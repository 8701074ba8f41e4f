//! Process-wide recovery manager.
//!
//! The shared instance is built lazily on first access with default options
//! and a [`TracingNotifier`]. Applications that want different settings
//! install their own with [`init_error_recovery_manager`] before first use;
//! tests call [`reset_error_recovery_manager`] to avoid leaking breaker state
//! between cases.

use std::sync::Arc;

use once_cell::sync::Lazy;
use parking_lot::RwLock;
use tracing::{debug, error};

use crate::api::ApiError;
use crate::circuit_breaker::CircuitBreaker;
use crate::config::RecoveryOptions;
use crate::error::ConfigResult;
use crate::factory::create_error_recovery_manager;
use crate::manager::ErrorRecoveryManager;
use crate::notify::{Notifier, TracingNotifier};
use crate::retry::RetryManager;

/// Manager type shared through this module
pub type SharedRecoveryManager = Arc<ErrorRecoveryManager<ApiError>>;

static GLOBAL_MANAGER: Lazy<RwLock<Option<SharedRecoveryManager>>> =
    Lazy::new(|| RwLock::new(None));

/// Return the shared manager, creating it on first call.
pub fn error_recovery_manager() -> SharedRecoveryManager {
    if let Some(manager) = GLOBAL_MANAGER.read().as_ref() {
        return Arc::clone(manager);
    }

    let mut slot = GLOBAL_MANAGER.write();
    // Another caller may have initialized it between the two locks.
    if let Some(manager) = slot.as_ref() {
        return Arc::clone(manager);
    }

    debug!("Initializing global error recovery manager");
    let manager = Arc::new(default_manager());
    *slot = Some(Arc::clone(&manager));
    manager
}

/// Replace the shared manager with one built from `options`.
pub fn init_error_recovery_manager(
    options: RecoveryOptions,
    notifier: Arc<dyn Notifier>,
) -> ConfigResult<SharedRecoveryManager> {
    let manager = Arc::new(create_error_recovery_manager(options, notifier)?);
    *GLOBAL_MANAGER.write() = Some(Arc::clone(&manager));
    debug!("Installed configured global error recovery manager");
    Ok(manager)
}

/// Drop the shared manager; the next access builds a fresh one.
pub fn reset_error_recovery_manager() {
    GLOBAL_MANAGER.write().take();
}

fn default_manager() -> ErrorRecoveryManager<ApiError> {
    match create_error_recovery_manager(RecoveryOptions::default(), Arc::new(TracingNotifier)) {
        Ok(manager) => manager,
        Err(e) => {
            // Default options always validate; keep a bare manager if that ever changes.
            error!(error = %e, "Default recovery options rejected, using bare manager");
            ErrorRecoveryManager::new(RetryManager::with_defaults(), CircuitBreaker::with_defaults())
        }
    }
}
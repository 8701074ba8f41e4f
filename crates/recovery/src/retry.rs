//! Bounded retry with capped exponential backoff.
//!
//! [`RetryManager`] runs an async operation, and on failure waits
//! `min(base_delay × backoff_factor^(attempt−1), max_delay)` before trying
//! again, for at most `max_retries` retries. Whether a particular failure
//! is retried at all is decided by a [`RetryPolicy`], which receives the
//! full [`RetryConfig`] so it never needs to capture it.
//!
//! Retries of one `execute` call are strictly sequential. The wait is a
//! `tokio::time::sleep`, so other tasks keep running meanwhile.

use std::fmt;
use std::future::Future;
use std::sync::Arc;
use std::time::Duration;

use serde::{Deserialize, Serialize};
use tracing::{debug, info, instrument, warn};

use crate::constants::{
    DEFAULT_BACKOFF_FACTOR, DEFAULT_BASE_DELAY, DEFAULT_MAX_DELAY, DEFAULT_MAX_RETRIES,
    MAX_BACKOFF_EXPONENT,
};
use crate::error::{ConfigError, ConfigResult};
use crate::serde_util::duration_millis;

/// Retry limits and backoff shape.
#[derive(Debug, Clone, PartialEq, Serialize, Deserialize)]
#[serde(default)]
pub struct RetryConfig {
    /// Maximum number of retries after the first attempt
    pub max_retries: u32,
    /// Delay before the first retry
    #[serde(rename = "base_delay_ms", with = "duration_millis")]
    pub base_delay: Duration,
    /// Upper bound on any single delay
    #[serde(rename = "max_delay_ms", with = "duration_millis")]
    pub max_delay: Duration,
    /// Multiplier applied per retry
    pub backoff_factor: f64,
}

impl Default for RetryConfig {
    fn default() -> Self {
        Self {
            max_retries: DEFAULT_MAX_RETRIES,
            base_delay: DEFAULT_BASE_DELAY,
            max_delay: DEFAULT_MAX_DELAY,
            backoff_factor: DEFAULT_BACKOFF_FACTOR,
        }
    }
}

impl RetryConfig {
    pub fn builder() -> RetryConfigBuilder {
        RetryConfigBuilder::new()
    }

    pub fn validate(&self) -> ConfigResult<()> {
        if !self.backoff_factor.is_finite() || self.backoff_factor <= 1.0 {
            return Err(ConfigError::invalid(format!(
                "backoff_factor must be a finite number greater than 1, got {}",
                self.backoff_factor
            )));
        }

        if self.base_delay > self.max_delay {
            return Err(ConfigError::invalid(format!(
                "base_delay ({:?}) must not exceed max_delay ({:?})",
                self.base_delay, self.max_delay
            )));
        }

        Ok(())
    }

    /// Delay to wait before retry number `attempt` (1-based).
    ///
    /// The first retry waits exactly `base_delay`.
    pub fn delay_for(&self, attempt: u32) -> Duration {
        let exponent = attempt.saturating_sub(1).min(MAX_BACKOFF_EXPONENT);
        let exponent = i32::try_from(exponent).unwrap_or(i32::MAX);
        let base_nanos = self.base_delay.as_nanos() as f64;
        let max_nanos = self.max_delay.as_nanos() as f64;
        let delay_nanos = (base_nanos * self.backoff_factor.powi(exponent)).min(max_nanos);
        Duration::from_nanos(delay_nanos.round() as u64).min(self.max_delay)
    }
}

/// Fluent builder for [`RetryConfig`].
#[derive(Debug, Default)]
pub struct RetryConfigBuilder {
    config: RetryConfig,
}

impl RetryConfigBuilder {
    pub fn new() -> Self {
        Self { config: RetryConfig::default() }
    }

    pub fn max_retries(mut self, retries: u32) -> Self {
        self.config.max_retries = retries;
        self
    }

    pub fn base_delay(mut self, delay: Duration) -> Self {
        self.config.base_delay = delay;
        self
    }

    pub fn max_delay(mut self, delay: Duration) -> Self {
        self.config.max_delay = delay;
        self
    }

    pub fn backoff_factor(mut self, factor: f64) -> Self {
        self.config.backoff_factor = factor;
        self
    }

    pub fn build(self) -> ConfigResult<RetryConfig> {
        self.config.validate()?;
        Ok(self.config)
    }
}

/// Decides whether a failed attempt should be retried.
///
/// `attempt` is the number of failed attempts so far (1 after the first
/// failure). The manager separately stops once `attempt > max_retries`.
pub trait RetryPolicy<E>: Send + Sync {
    fn should_retry(&self, error: &E, attempt: u32, config: &RetryConfig) -> bool;
}

/// Ready-made retry policies.
pub mod policies {
    use super::*;

    /// Retry every failure until `max_retries` is reached (the default)
    #[derive(Debug, Clone, Copy, Default)]
    pub struct UntilMaxRetries;

    impl<E> RetryPolicy<E> for UntilMaxRetries {
        fn should_retry(&self, _error: &E, attempt: u32, config: &RetryConfig) -> bool {
            attempt <= config.max_retries
        }
    }

    #[derive(Debug, Clone, Copy, Default)]
    pub struct AlwaysRetry;

    impl<E> RetryPolicy<E> for AlwaysRetry {
        fn should_retry(&self, _error: &E, _attempt: u32, _config: &RetryConfig) -> bool {
            true
        }
    }

    #[derive(Debug, Clone, Copy, Default)]
    pub struct NeverRetry;

    impl<E> RetryPolicy<E> for NeverRetry {
        fn should_retry(&self, _error: &E, _attempt: u32, _config: &RetryConfig) -> bool {
            false
        }
    }

    /// Policy backed by a closure
    pub struct PredicateRetry<F> {
        predicate: F,
    }

    impl<F> PredicateRetry<F> {
        pub fn new(predicate: F) -> Self {
            Self { predicate }
        }
    }

    impl<F> fmt::Debug for PredicateRetry<F> {
        fn fmt(&self, f: &mut fmt::Formatter<'_>) -> fmt::Result {
            f.write_str("PredicateRetry")
        }
    }

    impl<E, F> RetryPolicy<E> for PredicateRetry<F>
    where
        F: Fn(&E, u32, &RetryConfig) -> bool + Send + Sync,
    {
        fn should_retry(&self, error: &E, attempt: u32, config: &RetryConfig) -> bool {
            (self.predicate)(error, attempt, config)
        }
    }
}

type RetryHook<E> = Arc<dyn Fn(&E, u32) + Send + Sync>;
type ExhaustedHook<E> = Arc<dyn Fn(&E) + Send + Sync>;

/// Result of a retried call together with what it cost.
#[derive(Debug)]
pub struct RetryOutcome<T, E> {
    pub result: Result<T, E>,
    /// Number of times the operation was invoked
    pub attempts: u32,
    /// Sum of all backoff waits
    pub total_delay: Duration,
}

impl<T, E> RetryOutcome<T, E> {
    pub fn into_result(self) -> Result<T, E> {
        self.result
    }
}

/// Runs operations with bounded, backed-off retries.
pub struct RetryManager<E> {
    config: RetryConfig,
    policy: Arc<dyn RetryPolicy<E>>,
    on_retry: Option<RetryHook<E>>,
    on_max_retries_reached: Option<ExhaustedHook<E>>,
}

impl<E> Clone for RetryManager<E> {
    fn clone(&self) -> Self {
        Self {
            config: self.config.clone(),
            policy: Arc::clone(&self.policy),
            on_retry: self.on_retry.clone(),
            on_max_retries_reached: self.on_max_retries_reached.clone(),
        }
    }
}

impl<E> fmt::Debug for RetryManager<E> {
    fn fmt(&self, f: &mut fmt::Formatter<'_>) -> fmt::Result {
        f.debug_struct("RetryManager")
            .field("config", &self.config)
            .field("on_retry", &self.on_retry.is_some())
            .field("on_max_retries_reached", &self.on_max_retries_reached.is_some())
            .finish_non_exhaustive()
    }
}

impl<E: 'static> RetryManager<E> {
    /// Create a manager using the default [`policies::UntilMaxRetries`]
    pub fn new(config: RetryConfig) -> ConfigResult<Self> {
        config.validate()?;
        Ok(Self::from_valid(config))
    }

    pub fn with_defaults() -> Self {
        Self::from_valid(RetryConfig::default())
    }

    fn from_valid(config: RetryConfig) -> Self {
        Self {
            config,
            policy: Arc::new(policies::UntilMaxRetries),
            on_retry: None,
            on_max_retries_reached: None,
        }
    }
}

impl<E> RetryManager<E> {
    /// Replace the retry condition
    pub fn with_policy<P>(mut self, policy: P) -> Self
    where
        P: RetryPolicy<E> + 'static,
    {
        self.policy = Arc::new(policy);
        self
    }

    /// Replace the retry condition with a closure
    pub fn with_retry_condition<F>(self, condition: F) -> Self
    where
        F: Fn(&E, u32, &RetryConfig) -> bool + Send + Sync + 'static,
    {
        self.with_policy(policies::PredicateRetry::new(condition))
    }

    /// Hook invoked right before each backoff wait
    pub fn on_retry<F>(mut self, hook: F) -> Self
    where
        F: Fn(&E, u32) + Send + Sync + 'static,
    {
        self.on_retry = Some(Arc::new(hook));
        self
    }

    /// Hook invoked once when the call gives up
    pub fn on_max_retries_reached<F>(mut self, hook: F) -> Self
    where
        F: Fn(&E) + Send + Sync + 'static,
    {
        self.on_max_retries_reached = Some(Arc::new(hook));
        self
    }

    pub fn config(&self) -> &RetryConfig {
        &self.config
    }

    pub(crate) fn should_retry(&self, error: &E, attempt: u32) -> bool {
        attempt <= self.config.max_retries && self.policy.should_retry(error, attempt, &self.config)
    }

    /// Run `operation`, retrying failures the policy accepts.
    ///
    /// Returns the first success, or the last error once retries are
    /// exhausted or the policy declines.
    #[instrument(skip(self, operation), fields(max_retries = self.config.max_retries))]
    pub async fn execute<F, Fut, T>(&self, operation: F, context: &str) -> Result<T, E>
    where
        F: FnMut() -> Fut,
        Fut: Future<Output = Result<T, E>>,
        E: fmt::Display,
    {
        self.execute_with_outcome(operation, context).await.into_result()
    }

    /// Like [`execute`](Self::execute), also reporting attempts and total
    /// delay.
    pub async fn execute_with_outcome<F, Fut, T>(
        &self,
        operation: F,
        context: &str,
    ) -> RetryOutcome<T, E>
    where
        F: FnMut() -> Fut,
        Fut: Future<Output = Result<T, E>>,
        E: fmt::Display,
    {
        self.execute_gated(operation, context, |_error| true).await
    }

    /// Retry loop with an extra per-call condition.
    ///
    /// `keep_going` is checked after the policy and before any hook or
    /// wait, so a declined retry never announces itself.
    pub(crate) async fn execute_gated<F, Fut, T, G>(
        &self,
        mut operation: F,
        context: &str,
        keep_going: G,
    ) -> RetryOutcome<T, E>
    where
        F: FnMut() -> Fut,
        Fut: Future<Output = Result<T, E>>,
        G: Fn(&E) -> bool,
        E: fmt::Display,
    {
        let mut attempt: u32 = 0;
        let mut total_delay = Duration::ZERO;

        loop {
            match operation().await {
                Ok(value) => {
                    if attempt > 0 {
                        info!(context, retries = attempt, "Operation succeeded after retry");
                    }
                    return RetryOutcome { result: Ok(value), attempts: attempt + 1, total_delay };
                }
                Err(error) => {
                    attempt += 1;

                    if !(self.should_retry(&error, attempt) && keep_going(&error)) {
                        warn!(context, attempts = attempt, error = %error, "Giving up on operation");
                        if let Some(hook) = &self.on_max_retries_reached {
                            hook(&error);
                        }
                        return RetryOutcome { result: Err(error), attempts: attempt, total_delay };
                    }

                    let delay = self.config.delay_for(attempt);
                    warn!(
                        context,
                        attempt,
                        max_retries = self.config.max_retries,
                        delay_ms = delay.as_millis() as u64,
                        error = %error,
                        "Operation failed, retrying"
                    );
                    if let Some(hook) = &self.on_retry {
                        hook(&error, attempt);
                    }

                    tokio::time::sleep(delay).await;
                    total_delay += delay;
                    debug!(context, attempt, "Retrying operation");
                }
            }
        }
    }
}
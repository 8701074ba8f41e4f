//! Default values for the recovery policy.

use std::time::Duration;

/// Default maximum number of retries after the first attempt
pub const DEFAULT_MAX_RETRIES: u32 = 3;

/// Default delay before the first retry
pub const DEFAULT_BASE_DELAY: Duration = Duration::from_millis(1_000);

/// Default upper bound on any single retry delay
pub const DEFAULT_MAX_DELAY: Duration = Duration::from_millis(30_000);

/// Default multiplier applied per retry
pub const DEFAULT_BACKOFF_FACTOR: f64 = 2.0;

/// Circuit breaker: failures before the circuit opens
pub const DEFAULT_FAILURE_THRESHOLD: u32 = 5;

/// Circuit breaker: cooldown before a half-open probe is allowed
pub const DEFAULT_RESET_TIMEOUT: Duration = Duration::from_millis(60_000);

/// Circuit breaker: reserved window for failure counting (not enforced)
pub const DEFAULT_MONITORING_PERIOD: Duration = Duration::from_millis(10_000);

/// Attempt cap used by the default network/server retry condition
pub const DEFAULT_RETRY_ATTEMPT_CAP: u32 = 3;

/// Largest exponent fed into the backoff calculation
pub const MAX_BACKOFF_EXPONENT: u32 = 64;

/// Prefix for environment variable overrides
pub const ENV_PREFIX: &str = "INSPECTRA_RECOVERY_";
● ● ● ● ● ● ●
Identify the lines of the data that contain the word "Serialize". Copy each of them.

▸ **Result for this task**:
use serde::{Deserialize, Serialize};
#[derive(Debug, Clone, PartialEq, Serialize, Deserialize)]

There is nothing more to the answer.